America had already grown fond of the Jeep, and the once-struggling automaker
began to gain footing in this slippery new battlefield, with a customer
much more fickle than the U.S. Government: the American auto-buying public.
Anything but unsentimental, Americans found it easy to imagine a Jeep pulling
a plow or a camper on the long road back to normalcy. Before long Jeep was
selling several variations of the versatile mite to working, recreating
America.
The
end of the 1940's was an unprecedented boom period for the automobile industry.
Americans had been saving money and bottling demand during the entire war.
Willys-Overland was enjoying brisk sales of its steadily broadening line
of Jeep progeny, including a farm tractor, station wagon, pickup, and panel
truck. Despite the company's keen desire to re-enter the lucrative postwar
passenger car market, Willys had been unable to create a marketable update
of its singular prewar offering, the economical 4-cyclinder "Americar."
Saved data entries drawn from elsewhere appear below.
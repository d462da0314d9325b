//! Chat endpoints — the primary interface for running agent turns.
//!
//! - `POST /chat`        — non-streaming: returns the full response
//! - `POST /chat/stream` — SSE: forwards the provider's ChatEvent stream

use axum::extract::{Path, State};
use axum::response::sse::{Event, KeepAlive, Sse};
use axum::response::{IntoResponse, Response};
use axum::Json;
use futures_core::Stream;
use serde::Deserialize;
use tokio::sync::mpsc;
use uuid::Uuid;

use nexus_domain::error::Error;
use nexus_domain::session::Session;

use crate::runtime::{execute_turn, TurnJob};
use crate::state::AppState;

use super::{fail, ok};

#[derive(Debug, Deserialize)]
#[serde(rename_all = "camelCase")]
pub struct ChatRequest {
    pub project_id: String,
    /// Continue an existing session; absent means a fresh one.
    #[serde(default)]
    pub session_id: Option<Uuid>,
    pub message: String,
}

async fn resolve_session(
    state: &AppState,
    project_id: &str,
    session_id: Option<Uuid>,
) -> Result<Session, Error> {
    match session_id {
        Some(id) => {
            let session = state.sessions.get(id).await?;
            if session.project_id != project_id {
                return Err(Error::Forbidden(format!(
                    "session {id} does not belong to project '{project_id}'"
                )));
            }
            Ok(session)
        }
        None => Ok(state
            .sessions
            .insert(Session::new(project_id, serde_json::json!({"channel": "chat"})))
            .await),
    }
}

// ━━━━━━━━━━━━━━━━━━━━━━━━━━━━━━━━━━━━━━━━━━━━━━━━━━━━━━━━━━━━━━━━━━
// POST /chat (non-streaming)
// ━━━━━━━━━━━━━━━━━━━━━━━━━━━━━━━━━━━━━━━━━━━━━━━━━━━━━━━━━━━━━━━━━━

pub async fn chat(State(state): State<AppState>, Json(body): Json<ChatRequest>) -> Response {
    let project = match state.projects.get(&body.project_id).await {
        Ok(p) => p,
        Err(e) => return fail(e),
    };
    let session = match resolve_session(&state, &body.project_id, body.session_id).await {
        Ok(s) => s,
        Err(e) => return fail(e),
    };

    let outcome = execute_turn(
        &state,
        TurnJob {
            project,
            session_id: session.id,
            raw_message: body.message,
            per_run_budget_usd: None,
            max_turns_override: None,
            cancel: None,
            events: None,
        },
    )
    .await;

    match outcome {
        Ok(outcome) => ok(serde_json::json!({
            "sessionId": session.id,
            "traceId": outcome.trace.id,
            "response": outcome.response_text,
            "toolCalls": outcome.executed_tool_calls,
            "truncated": outcome.truncated,
            "turnCount": outcome.trace.turn_count,
        })),
        Err(e) => fail(e),
    }
}

// ━━━━━━━━━━━━━━━━━━━━━━━━━━━━━━━━━━━━━━━━━━━━━━━━━━━━━━━━━━━━━━━━━━
// POST /chat/stream (SSE)
// ━━━━━━━━━━━━━━━━━━━━━━━━━━━━━━━━━━━━━━━━━━━━━━━━━━━━━━━━━━━━━━━━━━

pub async fn chat_stream(
    State(state): State<AppState>,
    Json(body): Json<ChatRequest>,
) -> Response {
    let project = match state.projects.get(&body.project_id).await {
        Ok(p) => p,
        Err(e) => return fail(e),
    };
    let session = match resolve_session(&state, &body.project_id, body.session_id).await {
        Ok(s) => s,
        Err(e) => return fail(e),
    };

    let (tx, mut rx) = mpsc::channel(64);
    let session_id = session.id;

    let turn_state = state.clone();
    tokio::spawn(async move {
        let result = execute_turn(
            &turn_state,
            TurnJob {
                project,
                session_id,
                raw_message: body.message,
                per_run_budget_usd: None,
                max_turns_override: None,
                cancel: None,
                events: Some(tx.clone()),
            },
        )
        .await;
        // A failed turn surfaces one terminal error event before the
        // stream closes; partial output is not resent.
        if let Err(e) = result {
            let _ = tx
                .send(nexus_domain::stream::ChatEvent::Error {
                    cause: format!("{}: {e}", e.code()),
                })
                .await;
        }
    });

    let stream: std::pin::Pin<Box<dyn Stream<Item = Result<Event, std::convert::Infallible>> + Send>> =
        Box::pin(async_stream::stream! {
            yield Ok(Event::default()
                .event("session")
                .data(session_id.to_string()));
            while let Some(chat_event) = rx.recv().await {
                let payload = serde_json::to_string(&chat_event).unwrap_or_default();
                yield Ok(Event::default().data(payload));
            }
        });

    Sse::new(stream).keep_alive(KeepAlive::default()).into_response()
}

// ━━━━━━━━━━━━━━━━━━━━━━━━━━━━━━━━━━━━━━━━━━━━━━━━━━━━━━━━━━━━━━━━━━
// POST /sessions/:id/cancel
// ━━━━━━━━━━━━━━━━━━━━━━━━━━━━━━━━━━━━━━━━━━━━━━━━━━━━━━━━━━━━━━━━━━

pub async fn cancel(State(state): State<AppState>, Path(id): Path<Uuid>) -> Response {
    if state.cancel_map.cancel(id) {
        ok(serde_json::json!({ "canceled": true }))
    } else {
        fail(Error::NotFound(format!("no running turn for session {id}")))
    }
}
Funds for product development were often short in the Toledo-Pope manufacturing
plant, and the tooling necessary to develop an entirely new passenger car
was both scarce and expensive. One thing the design team was adept
at was improvisation, and prototypes were often cobbled together from existing
components. The beginning of 1949 found the company still without its coveted
passenger car, and a need to offer something new to its customers. So they
put the 4X4 drive train from a Jeep pickup into a stainless steel station
wagon body. It had off-road capability, and it had wood paneling on the
side. The first sport utility vehicle had been born.
Despite
several corporate mergers and name changes, the company's fate remained
financially braided to the adventures of the U.S. military. It remained
a small player in the American truck market and had a very special relationship
with the U.S. Postal Service, but its lifeblood was ongoing military truck
manufacture for American endeavors in Korea and Viet Nam. The Jeep Corporation
settled awkwardly into a forked niche as retail dwarf and military giant.
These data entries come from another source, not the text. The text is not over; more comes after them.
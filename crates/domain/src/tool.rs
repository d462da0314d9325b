use serde::{Deserialize, Serialize};

/// Internal tool call format (provider-agnostic).
/// Every adapter converts provider-specific tool calls to/from this.
#[derive(Debug, Clone, Serialize, Deserialize)]
pub struct ToolCall {
    pub call_id: String,
    pub tool_id: String,
    pub input: serde_json::Value,
}

/// Tool definition exposed to the LLM.
#[derive(Debug, Clone, Serialize, Deserialize)]
pub struct ToolDefinition {
    pub name: String,
    pub description: String,
    /// JSON Schema for the tool's input.
    pub input_schema: serde_json::Value,
}

/// A message in the conversation (provider-agnostic).
#[derive(Debug, Clone, Serialize, Deserialize)]
pub struct Message {
    pub role: Role,
    pub content: MessageContent,
}

#[derive(Debug, Clone, Copy, PartialEq, Eq, Serialize, Deserialize)]
#[serde(rename_all = "lowercase")]
pub enum Role {
    System,
    User,
    Assistant,
    Tool,
}

#[derive(Debug, Clone, Serialize, Deserialize)]
#[serde(untagged)]
pub enum MessageContent {
    Text(String),
    Parts(Vec<ContentPart>),
}

#[derive(Debug, Clone, Serialize, Deserialize)]
#[serde(tag = "type")]
pub enum ContentPart {
    #[serde(rename = "text")]
    Text { text: String },
    #[serde(rename = "tool_use")]
    ToolUse {
        id: String,
        name: String,
        input: serde_json::Value,
    },
    #[serde(rename = "tool_result")]
    ToolResult {
        tool_use_id: String,
        content: String,
        #[serde(default)]
        is_error: bool,
    },
}

// ── Convenience constructors ───────────────────────────────────────

impl Message {
    pub fn system(text: impl Into<String>) -> Self {
        Self {
            role: Role::System,
            content: MessageContent::Text(text.into()),
        }
    }
    pub fn user(text: impl Into<String>) -> Self {
        Self {
            role: Role::User,
            content: MessageContent::Text(text.into()),
        }
    }
    pub fn assistant(text: impl Into<String>) -> Self {
        Self {
            role: Role::Assistant,
            content: MessageContent::Text(text.into()),
        }
    }

    /// An assistant message carrying text (if any) plus tool_use parts,
    /// in declaration order.
    pub fn assistant_tool_uses(text: &str, calls: &[ToolCall]) -> Self {
        let mut parts = Vec::new();
        if !text.is_empty() {
            parts.push(ContentPart::Text { text: text.to_string() });
        }
        for call in calls {
            parts.push(ContentPart::ToolUse {
                id: call.call_id.clone(),
                name: call.tool_id.clone(),
                input: call.input.clone(),
            });
        }
        Self {
            role: Role::Assistant,
            content: MessageContent::Parts(parts),
        }
    }

    /// A user message carrying tool_result parts paired to prior tool_use
    /// parts, in the same order.
    pub fn tool_results(results: Vec<ContentPart>) -> Self {
        Self {
            role: Role::User,
            content: MessageContent::Parts(results),
        }
    }
}

impl ContentPart {
    pub fn tool_result(
        tool_use_id: impl Into<String>,
        content: impl Into<String>,
        is_error: bool,
    ) -> Self {
        ContentPart::ToolResult {
            tool_use_id: tool_use_id.into(),
            content: content.into(),
            is_error,
        }
    }
}

impl MessageContent {
    /// Extract and join all text content, returning an owned String.
    ///
    /// For `Text`, returns the string directly. For `Parts`, joins all
    /// `Text` parts with `"\n"`; tool parts are skipped.
    pub fn extract_all_text(&self) -> String {
        match self {
            MessageContent::Text(t) => t.clone(),
            MessageContent::Parts(parts) => parts
                .iter()
                .filter_map(|p| match p {
                    ContentPart::Text { text } => Some(text.as_str()),
                    _ => None,
                })
                .collect::<Vec<_>>()
                .join("\n"),
        }
    }

    /// Rough character length across all parts, used by the token estimator.
    pub fn char_len(&self) -> usize {
        match self {
            MessageContent::Text(t) => t.len(),
            MessageContent::Parts(parts) => parts
                .iter()
                .map(|p| match p {
                    ContentPart::Text { text } => text.len(),
                    ContentPart::ToolUse { input, .. } => input.to_string().len(),
                    ContentPart::ToolResult { content, .. } => content.len(),
                })
                .sum(),
        }
    }
}

#[cfg(test)]
mod tests {
    use super::*;

    #[test]
    fn extract_all_text_from_parts_joins_with_newline() {
        let content = MessageContent::Parts(vec![
            ContentPart::Text { text: "line one".into() },
            ContentPart::ToolUse {
                id: "c1".into(),
                name: "calculator".into(),
                input: serde_json::json!({}),
            },
            ContentPart::Text { text: "line two".into() },
        ]);
        assert_eq!(content.extract_all_text(), "line one\nline two");
    }

    #[test]
    fn assistant_tool_uses_preserves_order() {
        let calls = vec![
            ToolCall {
                call_id: "tc_a".into(),
                tool_id: "read".into(),
                input: serde_json::json!({}),
            },
            ToolCall {
                call_id: "tc_b".into(),
                tool_id: "write".into(),
                input: serde_json::json!({"path": "/tmp"}),
            },
        ];
        let msg = Message::assistant_tool_uses("thinking...", &calls);
        match &msg.content {
            MessageContent::Parts(parts) => {
                assert_eq!(parts.len(), 3);
                assert!(matches!(&parts[0], ContentPart::Text { .. }));
                match &parts[1] {
                    ContentPart::ToolUse { id, .. } => assert_eq!(id, "tc_a"),
                    _ => panic!("expected ToolUse"),
                }
                match &parts[2] {
                    ContentPart::ToolUse { id, .. } => assert_eq!(id, "tc_b"),
                    _ => panic!("expected ToolUse"),
                }
            }
            _ => panic!("expected Parts content"),
        }
    }

    #[test]
    fn empty_text_not_included_in_tool_use_message() {
        let msg = Message::assistant_tool_uses("", &[]);
        match &msg.content {
            MessageContent::Parts(parts) => assert!(parts.is_empty()),
            _ => panic!("expected Parts content"),
        }
    }

    #[test]
    fn char_len_counts_tool_parts() {
        let content = MessageContent::Parts(vec![
            ContentPart::Text { text: "abcd".into() },
            ContentPart::tool_result("tc_1", "12345678", false),
        ]);
        assert_eq!(content.char_len(), 12);
    }
}
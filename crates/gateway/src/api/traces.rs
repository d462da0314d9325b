//! Trace retrieval.

use axum::extract::{Path, State};
use axum::response::Response;
use uuid::Uuid;

use crate::state::AppState;

use super::respond;

pub async fn get(State(state): State<AppState>, Path(id): Path<Uuid>) -> Response {
    respond(state.traces.get(id).await)
}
In fact, it was the largest tactical truck manufacturer in the world.
By
1970 the company was divided into twin units. A Consumer Products Division
manufactured the sideburn-friendly Wagoneer, Jeepster Commando, and the
CJ line. On the other side of the market, a General Products Division continued
to produce M38A1's and M151's for military customers worldwide. The following
year, parent company American Motors acknowledged that the demands of the
military and commercial sectors had become distinctly separate. The General
Products Division was spun off into a wholly owned subsidiary called AM
General. In 1983 American Motors sold its military product division to a
single-minded defense contractor named LTV Corporation, which tucked AM
General into its Aerospace and Defense Company.
In the late Seventies, the U.S. military was using a myriad of different vehicles
to fulfill its varied automotive needs, from M-38 derivatives to Dodge Rams
to an assortment of heavy trucks. Military planners desired one vehicle
platform that could be modified and used for cargo, armament, troop and
shelter transport, ambulance and rescue, heavy weapons mule, and up-armored
personnel carrier. Also, it wanted something that would have a wider wheelbase
with less of a rollover inclination than the Jeep had. The potential for
this contract was enormous: it was as if the Fashion Police had opened bidding
for the New Universal Pant. AM General won the first of several contracts
to manufacture the High Mobility Multipurpose Wheeled Vehicle for the U.S.
Armed Forces, in its first year as an LTV subsidiary.
* * *
Consumer
trend watchers term influential cultural mavericks as "early adopters,"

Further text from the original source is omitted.